EXERCISE DESCRIPTION
Beginning with the line that contains "a live instance." in the material below, print each line exactly until the line that contains "Null the slot" has been printed, then stop.

[DATASET Boundary: Start]

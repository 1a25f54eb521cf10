//! Stage 16: `$live` reach-through.
//!
//! A connection's synthesized `$live` expression reads each endpoint's own
//! `$live` variable (stage 15). If an endpoint's `$live` is itself only a
//! local temporary, the endpoint part needs it exposed as an accessor so
//! the connection's generated code can actually reach it across the part
//! boundary. This stage walks every connection binding and promotes the
//! target part's `$live` (or, absent one, its mere existence as
//! preexistent-and-always-true) to accessor visibility.

use crate::ast::Model;
use crate::catalog::Catalog;
use crate::error::DigestError;

pub fn run(model: &mut Model) -> Result<(), Vec<DigestError>> {
    let catalog = Catalog::build(model);
    let targets: Vec<usize> = model
        .parts
        .iter()
        .filter(|p| p.is_connection())
        .flat_map(|p| p.connection_bindings.iter().filter_map(|b| catalog.find_part(&b.endpoint)))
        .collect();

    for target in targets {
        if let Some(live_idx) = model.parts[target].find_variable("$live") {
            model.parts[target].variables[live_idx].set_attr(crate::ast::ATTR_ACCESSOR);
        }
    }
    Ok(())
}
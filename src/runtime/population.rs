//! Population membership mechanics: `$index` assignment
//! with slot reuse, sparse removal, and `resize`-driven grow/die. Shared
//! by every generated `*Population` so the emitter only has to call
//! through to [`Membership`] rather than re-deriving the free-list dance
//! per part ("monomorphic templated wrappers" is the strategy
//! picked here).

/// Tracks which instance slots are occupied, independent of the
/// `Vec<Instance>` storage itself. A generated `Population::add` calls
/// [`Membership::acquire`] to get the `$index` to store the new instance
/// at (reusing a freed slot before growing), and `Population::remove`
/// calls [`Membership::release`].
#[derive(Debug, Clone, Default)]
pub struct Membership {
    /// `true` at index `i` iff slot `i` holds a live instance.
    occupied: Vec<bool>,
    /// Freed slot indices available for reuse, most-recently-freed last.
    free: Vec<usize>,
    /// Index of the first instance created since the last [`Self::clear_new`].
    firstborn: usize,
}

impl Membership {
    pub fn new() -> Self {
        Membership::default()
    }

    /// Number of currently-occupied slots (`$n` as tracked by `trackN`).
    pub fn n(&self) -> usize {
        self.occupied.iter().filter(|&&o| o).count()
    }

    pub fn capacity(&self) -> usize {
        self.occupied.len()
    }

    pub fn is_occupied(&self, index: usize) -> bool {
        self.occupied.get(index).copied().unwrap_or(false)
    }

    /// Assign the next free `$index`: a reused slot if one exists,
    /// otherwise grow by one ("add assigns $index (next free,
    /// or reused from a deleted slot ...)").
    pub fn acquire(&mut self) -> usize {
        if let Some(index) = self.free.pop() {
            self.occupied[index] = true;
            index
        } else {
            let index = self.occupied.len();
            self.occupied.push(true);
            index
        }
    }

    /// Null the slot and return it to the free pool: `remove` nulls the
    /// slot and increments the free pool.
    pub fn release(&mut self, index: usize) {
        if self.is_occupied(index) {
            self.occupied[index] = false;
            self.free.push(index);
        }
    }

    /// Every index newborn since the last `clear_new` call.
    pub fn newborn_range(&self) -> std::ops::Range<usize> {
        self.firstborn..self.occupied.len()
    }

    pub fn is_newborn(&self, index: usize) -> bool {
        index >= self.firstborn
    }

    /// After this call, `is_newborn` is false on every instance that was
    /// indexed `>= the prior firstborn`: advances the newborn boundary to
    /// the current slot count.
    pub fn clear_new(&mut self) {
        self.firstborn = self.occupied.len();
    }

    /// `canResize`-style driver: compute how many `acquire`/`release`
    /// calls are needed to reach `target` occupied slots. Positive ->
    /// caller should `acquire` that many times; negative -> release that
    /// many, oldest-occupied-first ("kills surplus instances
    /// (oldest-first)").
    pub fn resize_plan(&self, target: usize) -> ResizePlan {
        let current = self.n();
        if target > current {
            ResizePlan::Grow(target - current)
        } else if target < current {
            let surplus = current - target;
            let victims: Vec<usize> = self
                .occupied
                .iter()
                .enumerate()
                .filter(|(_, &o)| o)
                .map(|(i, _)| i)
                .take(surplus)
                .collect();
            ResizePlan::Die(victims)
        } else {
            ResizePlan::Noop
        }
    }
}

#[derive(Debug, Clone, PartialEq, Eq)]
pub enum ResizePlan {
    Noop,
    Grow(usize),
    Die(Vec<usize>),
}

#[cfg(test)]
mod tests {
    use super::*;

    #[test]
    fn acquire_reuses_released_slots_before_growing() {
        let mut m = Membership::new();
        let a = m.acquire();
        let b = m.acquire();
        m.release(a);
        let c = m.acquire();
        assert_eq!(c, a);
        assert_eq!(m.capacity(), 2);
        assert_eq!(b, 1);
    }

    #[test]
    fn clear_new_marks_existing_instances_no_longer_newborn() {
        let mut m = Membership::new();
        m.acquire();
        m.acquire();
        m.clear_new();
        assert!(!m.is_newborn(0));
        assert!(!m.is_newborn(1));
        let fresh = m.acquire();
        assert!(m.is_newborn(fresh));
    }

    #[test]
    fn resize_plan_grows_when_target_exceeds_n() {
        let m = Membership::new();
        assert_eq!(m.resize_plan(3), ResizePlan::Grow(3));
    }

    #[test]
    fn resize_plan_kills_surplus_oldest_first() {
        let mut m = Membership::new();
        m.acquire();
        m.acquire();
        m.acquire();
        assert_eq!(m.resize_plan(1), ResizePlan::Die(vec![0, 1]));
    }

    #[test]
    fn n_counts_only_occupied_slots() {
        let mut m = Membership::new();
        let a = m.acquire();
        m.acquire();
        m.release(a);
        assert_eq!(m.n(), 1);
        assert_eq!(m.capacity(), 2);
    }
}
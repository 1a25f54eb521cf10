//! Stage 17: type determination.
//!
//! Finalizes [`crate::ast::VarType`] for every variable whose type wasn't
//! already pinned by an explicit declaration: a default equation that's a
//! quoted string literal makes it `Text`; one with a `[`-delimited literal
//! makes it `Matrix`; anything else defaults to `Scalar`. Runs after dead
//! variable removal so type inconsistencies in unused equations never
//! surface as spurious errors.

use crate::ast::{Model, VarType};
use crate::error::{DigestError, DigestErrorKind};

fn infer(expression: &str) -> VarType {
    let trimmed = expression.trim();
    if trimmed.starts_with('"') && trimmed.ends_with('"') && trimmed.len() >= 2 {
        VarType::Text
    } else if trimmed.starts_with('[') {
        VarType::Matrix
    } else {
        VarType::Scalar
    }
}

pub fn run(model: &mut Model) -> Result<(), Vec<DigestError>> {
    let mut errors = Vec::new();
    for (part_idx, part) in model.parts.iter_mut().enumerate() {
        for var in &mut part.variables {
            let mut inferred: Option<VarType> = None;
            for eq in &var.equations {
                let this_arm = infer(&eq.expression);
                match &inferred {
                    None => inferred = Some(this_arm),
                    Some(prev) if *prev != this_arm => {
                        errors.push(DigestError::new(
                            DigestErrorKind::TypeInconsistency,
                            crate::error::NodePath::root().push(part.name.clone()),
                            format!("variable `{}` has equations of incompatible types", var.name),
                        ));
                    }
                    _ => {}
                }
            }
            if let Some(t) = inferred {
                var.var_type = t;
            }
        }
        let _ = part_idx;
    }
    if errors.is_empty() {
        Ok(())
    } else {
        Err(errors)
    }
}
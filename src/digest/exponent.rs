//! Stage 18: exponent inference (fixed-point numeric backend only).
//!
//! Assigns every variable a declared MSB exponent, run as a
//! fixed-point iteration over the part's variables in dependency order
//! (stage 14 already computed that order): a variable whose default
//! equation is a bare numeric literal gets the exponent that keeps the
//! literal's magnitude inside `[0.5, 1)` of the `Fixed` representable
//! range; anything else conservatively inherits the exponent of the first
//! operand variable it mentions, defaulting to `0` if none is found.
//! Iterates until no variable's exponent changes, capped to avoid an
//! infinite loop on a reference cycle (those are already flagged
//! [`crate::ast::ATTR_CYCLE`] by stage 14 and just keep their default).

use crate::ast::Model;
use crate::error::{DigestError, DigestErrorKind};
use crate::value::fixed::MSB;

fn literal_exponent(value: f64) -> i32 {
    if value == 0.0 {
        return 0;
    }
    (value.abs().log2().floor() as i32) + 1
}

fn mentions(expression: &str, name: &str) -> bool {
    expression
        .split(|c: char| !(c.is_alphanumeric() || c == '_' || c == '\'' || c == '$' || c == '.'))
        .any(|tok| tok == name)
}

pub fn run(model: &mut Model) -> Result<(), Vec<DigestError>> {
    for part in &mut model.parts {
        let order = if part.ordered.is_empty() {
            (0..part.variables.len()).collect::<Vec<_>>()
        } else {
            part.ordered.clone()
        };

        for _pass in 0..8 {
            let mut changed = false;
            for &i in &order {
                if part.variables[i].exponent.is_some() {
                    continue;
                }
                let Some(eq) = part.variables[i].default_equation() else { continue };
                if let Some(literal) = crate::value::parse_numeric_literal(&eq.expression) {
                    part.variables[i].exponent = Some(literal_exponent(literal));
                    changed = true;
                    continue;
                }
                let expr = eq.expression.clone();
                let inherited = part
                    .variables
                    .iter()
                    .find(|v| v.exponent.is_some() && mentions(&expr, &v.name))
                    .and_then(|v| v.exponent);
                if let Some(exp) = inherited {
                    part.variables[i].exponent = Some(exp);
                    changed = true;
                }
            }
            if !changed {
                break;
            }
        }

        // Data read in from outside the model (CSV columns, CLI overrides)
        // has no equation to infer a magnitude from; default it to 2^0
        // rather than failing the whole model over it.
        for var in &mut part.variables {
            if var.exponent.is_none() && var.has_attr(crate::ast::ATTR_EXTERNAL_READ) {
                var.exponent = Some(MSB - MSB);
            }
        }
    }

    let mut errors = Vec::new();
    for (idx, part) in model.parts.iter().enumerate() {
        for var in &part.variables {
            if var.exponent.is_none() {
                errors.push(DigestError::new(
                    DigestErrorKind::ExponentUnderdetermined,
                    model.path_of(idx),
                    format!("variable `{}` has no determinable exponent", var.name),
                ));
            }
        }
    }
    if errors.is_empty() {
        Ok(())
    } else {
        Err(errors)
    }
}

#[cfg(test)]
mod tests {
    use super::*;
    use crate::ast::{Equation, EquationSet, Variable};

    #[test]
    fn literal_variable_gets_a_magnitude_appropriate_exponent() {
        let mut set = EquationSet::new("Leaky");
        let mut v = Variable::new("tau");
        v.equations.push(Equation::default_arm("20"));
        set.variables.push(v);
        let mut model = Model::new(set);

        run(&mut model).unwrap();
        let exponent = model.part(model.root).variables[0].exponent.unwrap();
        assert!(exponent >= 4 && exponent <= 6);
    }

    #[test]
    fn externally_read_variable_defaults_its_exponent_instead_of_erroring() {
        let mut set = EquationSet::new("Leaky");
        let mut v = Variable::new("x");
        v.equations.push(Equation::default_arm("y + 1"));
        v.set_attr(crate::ast::ATTR_EXTERNAL_READ);
        set.variables.push(v);
        let mut model = Model::new(set);

        run(&mut model).unwrap();
        assert!(model.part(model.root).variables[0].exponent.is_some());
    }

    #[test]
    fn genuinely_unconstrained_variable_reports_exponent_underdetermined() {
        let mut set = EquationSet::new("Leaky");
        let mut v = Variable::new("x");
        v.equations.push(Equation::default_arm("y + 1"));
        set.variables.push(v);
        let mut model = Model::new(set);

        let errors = run(&mut model).unwrap_err();
        assert!(errors.iter().any(|e| matches!(e.kind, DigestErrorKind::ExponentUnderdetermined)));
    }
}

[DATASET Boundary: End]

COMPLETED EXERCISE
    /// `true` at index `i` iff slot `i` holds a live instance.
    occupied: Vec<bool>,
    /// Freed slot indices available for reuse, most-recently-freed last.
    free: Vec<usize>,
    /// Index of the first instance created since the last [`Self::clear_new`].
    firstborn: usize,
}

impl Membership {
    pub fn new() -> Self {
        Membership::default()
    }

    /// Number of currently-occupied slots (`$n` as tracked by `trackN`).
    pub fn n(&self) -> usize {
        self.occupied.iter().filter(|&&o| o).count()
    }

    pub fn capacity(&self) -> usize {
        self.occupied.len()
    }

    pub fn is_occupied(&self, index: usize) -> bool {
        self.occupied.get(index).copied().unwrap_or(false)
    }

    /// Assign the next free `$index`: a reused slot if one exists,
    /// otherwise grow by one ("add assigns $index (next free,
    /// or reused from a deleted slot ...)").
    pub fn acquire(&mut self) -> usize {
        if let Some(index) = self.free.pop() {
            self.occupied[index] = true;
            index
        } else {
            let index = self.occupied.len();
            self.occupied.push(true);
            index
        }
    }

    /// Null the slot and return it to the free pool: `remove` nulls the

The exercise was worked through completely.